The Stata Journal: Promoting communications on statistics and Stata ( IF 3.2 ) Pub Date : 2020-03-24 , DOI: 10.1177/1536867x20909688 Matthias Schonlau 1 , Rosie Yuyan Zou 1
Random forests (Breiman, 2001, Machine Learning 45: 5–32) is a statistical- or machine-learning algorithm for prediction.
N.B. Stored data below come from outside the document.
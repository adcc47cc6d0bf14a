//! Shared fixtures for the integration suites.
#![allow(dead_code)]

use std::sync::Arc;

use serde_json::json;

use findex::{Config, Field, FieldType, MemoryStore, SearchCore};

/// Core over a fresh in-memory store with default config.
pub fn core() -> SearchCore {
    SearchCore::new(Arc::new(MemoryStore::new()), Config::default()).unwrap()
}

/// `products` collection used by the curation suites: name/category/brand
/// plus a `points` default sorting field.
pub fn seed_products(core: &SearchCore) {
    core.create_collection(
        "products",
        vec![
            Field::new("name", FieldType::String),
            Field::new("category", FieldType::String).faceted(),
            Field::new("brand", FieldType::String).faceted(),
            Field::new("points", FieldType::Int32),
        ],
        Some("points"),
    )
    .unwrap();

    let docs = [
        json!({"id": "0", "name": "Amazing Shoes", "category": "shoes", "brand": "Nike", "points": 3}),
        json!({"id": "1", "name": "Track Gym", "category": "shoes", "brand": "Adidas", "points": 5}),
        json!({"id": "2", "name": "Running Shoes", "category": "sports", "brand": "Nike", "points": 5}),
    ];
    for doc in docs {
        core.add_document("products", doc).unwrap();
    }
}

/// `titles` collection of `num_docs` documents with `points = index`.
pub fn seed_titles(core: &SearchCore, num_docs: usize) {
    core.create_collection(
        "titles",
        vec![
            Field::new("title", FieldType::String),
            Field::new("points", FieldType::Int32),
        ],
        Some("points"),
    )
    .unwrap();

    for i in 0..num_docs {
        core.add_document(
            "titles",
            json!({"id": i.to_string(), "title": format!("Title {i}"), "points": i}),
        )
        .unwrap();
    }
}
fn key_value(
    coll: &Collection,
    key: &SortKey,
    seq: u32,
    scores: &HashMap<u32, u64>,
    geo_distances: &HashMap<(String, u32), f64>,
) -> KeyValue {
    match key {
        SortKey::Numeric { field, .. } => KeyValue::Number(coll.numeric_value(field, seq)),
        SortKey::TextMatch { .. } => KeyValue::TextMatch(scores.get(&seq).copied().unwrap_or(0)),
        SortKey::Geo {
            field,
            exclude_radius_meters,
            precision_meters,
            ..
        } => {
            let distance = geo_distances.get(&(field.clone(), seq)).copied();
            KeyValue::Number(distance.map(|d| {
                let effective = match exclude_radius_meters {
                    Some(radius) if d < *radius => 0.0,
                    _ => d,
                };
                match precision_meters {
                    Some(precision) => (effective / precision).floor(),
                    None => effective,
                }
            }))
        }
    }
}

/// Applies pinning and pagination to a flat (non-grouped) ranked list.
fn shape_flat(
    coll: &Collection,
    params: &SearchParams,
    sort_keys: &[SortKey],
    ranked: Vec<u32>,
    pins: &[(String, usize)],
    scores: &HashMap<u32, u64>,
    geo_distances: &HashMap<(String, u32), f64>,
) -> SearchResponse {
    // Without grouping, only the first pin for a position takes effect;
    // later ids for the same position keep their natural rank.
    let mut seen_positions = HashSet::new();
    let effective_pins: Vec<&(String, usize)> = pins
        .iter()
        .filter(|(_, position)| seen_positions.insert(*position))
        .collect();

    let pinned_seqs: HashSet<u32> = effective_pins
        .iter()
        .filter_map(|(id, _)| coll.seq_for_id(id))
        .collect();

    let mut final_list: Vec<(u32, bool)> = ranked
        .into_iter()
        .filter(|seq| !pinned_seqs.contains(seq))
        .map(|seq| (seq, false))
        .collect();

    let mut ordered_pins = effective_pins;
    ordered_pins.sort_by_key(|(_, position)| *position);
    for (id, position) in ordered_pins {
        if let Some(seq) = coll.seq_for_id(id) {
            let index = position.saturating_sub(1).min(final_list.len());
            final_list.insert(index, (seq, true));
        }
    }

    let found = final_list.len();
    let start = (params.page - 1) * params.per_page;
    let hits = final_list
        .into_iter()
        .skip(start)
        .take(params.per_page)
        .map(|(seq, curated)| make_hit(coll, seq, curated, sort_keys, scores, geo_distances))
        .collect();

    SearchResponse {
        found,
        out_of: coll.num_documents(),
        page: params.page,
        hits,
        grouped_hits: Vec::new(),
        facet_counts: Vec::new(),
    }
}

/// Partitions hits by the group-by value tuple; pins at the same position
/// form one curated group placed at that position.
fn shape_grouped(
    coll: &Collection,
    params: &SearchParams,
    sort_keys: &[SortKey],
    ranked: Vec<u32>,
    pins: &[(String, usize)],
    scores: &HashMap<u32, u64>,
    geo_distances: &HashMap<(String, u32), f64>,
) -> Result<SearchResponse> {
    for field_name in &params.group_by {
        let field = coll.schema().field(field_name).ok_or_else(|| {
            Error::invalid(format!(
                "Group by field `{field_name}` should be a facet field."
            ))
        })?;
        if !field.facet {
            return Err(Error::invalid(format!(
                "Group by field `{field_name}` should be a facet field."
            )));
        }
    }

    let group_limit = params.group_limit.max(1);
    let all_pinned_seqs: HashSet<u32> = pins
        .iter()
        .filter_map(|(id, _)| coll.seq_for_id(id))
        .collect();

    // Natural groups in rank order of their best hit.
    let mut group_order: Vec<String> = Vec::new();
    let mut groups: HashMap<String, (Vec<Value>, Vec<(u32, bool)>)> = HashMap::new();

    for seq in ranked {
        if all_pinned_seqs.contains(&seq) {
            continue;
        }
        let key_values = group_key_values(coll, &params.group_by, seq);
        let key = serde_json::to_string(&key_values).unwrap_or_default();
        let entry = groups
            .entry(key.clone())
            .or_insert_with(|| {
                group_order.push(key);
                (key_values, Vec::new())
            });
        if entry.1.len() < group_limit {
            entry.1.push((seq, false));
        }
    }

    let mut final_groups: Vec<(Vec<Value>, Vec<(u32, bool)>)> = group_order
        .into_iter()
        .filter_map(|key| groups.remove(&key))
        .collect();

    // Pinned groups: all ids sharing a position group together, keyed by
    // the first pinned document of that position.
    let mut by_position: BTreeMap<usize, Vec<u32>> = BTreeMap::new();
    for (id, position) in pins {
        if let Some(seq) = coll.seq_for_id(id) {
            by_position.entry(*position).or_default().push(seq);
        }
    }

    for (position, seqs) in by_position {
        let Some(first) = seqs.first() else { continue };
        let key_values = group_key_values(coll, &params.group_by, *first);
        let hits: Vec<(u32, bool)> = seqs
            .into_iter()
            .take(group_limit)
            .map(|seq| (seq, true))
            .collect();
        let index = position.saturating_sub(1).min(final_groups.len());
        final_groups.insert(index, (key_values, hits));
    }

    let found = final_groups.len();
    let start = (params.page - 1) * params.per_page;
    let grouped_hits = final_groups
        .into_iter()
        .skip(start)
        .take(params.per_page)
        .map(|(group_key, members)| GroupedHit {
            group_key,
            hits: members
                .into_iter()
                .map(|(seq, curated)| {
                    make_hit(coll, seq, curated, sort_keys, scores, geo_distances)
                })
                .collect(),
        })
        .collect();

    Ok(SearchResponse {
        found,
        out_of: coll.num_documents(),
        page: params.page,
        hits: Vec::new(),
        grouped_hits,
        facet_counts: Vec::new(),
    })
}

fn group_key_values(coll: &Collection, group_by: &[String], seq: u32) -> Vec<Value> {
    group_by
        .iter()
        .map(|field_name| {
            let field_type = coll
                .schema()
                .field(field_name)
                .map(|f| f.field_type)
                .unwrap_or(FieldType::String);
            match field_type {
                FieldType::StringArray => Value::Array(
                    coll.string_values(field_name, seq)
                        .unwrap_or_default()
                        .iter()
                        .map(|v| Value::String(v.clone()))
                        .collect(),
                ),
                FieldType::String => coll
                    .string_values(field_name, seq)
                    .and_then(|v| v.first())
                    .map(|v| Value::String(v.clone()))
                    .unwrap_or(Value::Null),
                _ => coll
                    .numeric_value(field_name, seq)
                    .and_then(serde_json::Number::from_f64)
                    .map(Value::Number)
                    .unwrap_or(Value::Null),
            }
        })
        .collect()
}

fn make_hit(
    coll: &Collection,
    seq: u32,
    curated: bool,
    sort_keys: &[SortKey],
    scores: &HashMap<u32, u64>,
    geo_distances: &HashMap<(String, u32), f64>,
) -> Hit {
    let mut geo_distance_meters = BTreeMap::new();
    for key in sort_keys {
        if let SortKey::Geo { field, .. } = key {
            if let Some(distance) = geo_distances.get(&(field.clone(), seq)) {
                geo_distance_meters.insert(field.clone(), distance.round() as i64);
            }
        }
    }

    Hit {
        document: coll.doc_by_seq(seq).cloned().unwrap_or(Value::Null),
        curated: curated.then_some(true),
        text_match: scores.get(&seq).copied().unwrap_or(0),
        geo_distance_meters,
    }
}

fn facet_counts(coll: &Collection, facet_by: &[String], ranked: &[u32]) -> Vec<FacetCount> {
    coll.facet_counts(facet_by, ranked)
        .into_iter()
        .map(|(field_name, counts)| FacetCount {
            field_name,
            counts: counts
                .into_iter()
                .map(|(value, count)| FacetValueCount { value, count })
                .collect(),
        })
        .collect()
}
In this article, we introduce a corresponding new command, rforest. We overview the random forest algorithm and illustrate its use with two examples: The first example is a classification problem that predicts whether a credit card holder will default on his or her debt. The second example is a regression problem that predicts the logscaled number of shares of online news articles. We conclude with a discussion that summarizes key points demonstrated in the examples.
中文翻译:
统计学习的随机森林算法
随机森林(Breiman,2001,机器学习45:5–32)是一种用于预测的统计或机器学习算法。在本文中,我们介绍了一个相应的新命令rforest。我们概述了随机森林算法,并通过两个示例说明了其用法:第一个示例是一个分类问题,可预测信用卡持有人是否会拖欠其债务。第二个示例是一个回归问题,它预测了在线新闻文章的对数比例份额。我们以讨论结尾,总结了示例中展示的关键点。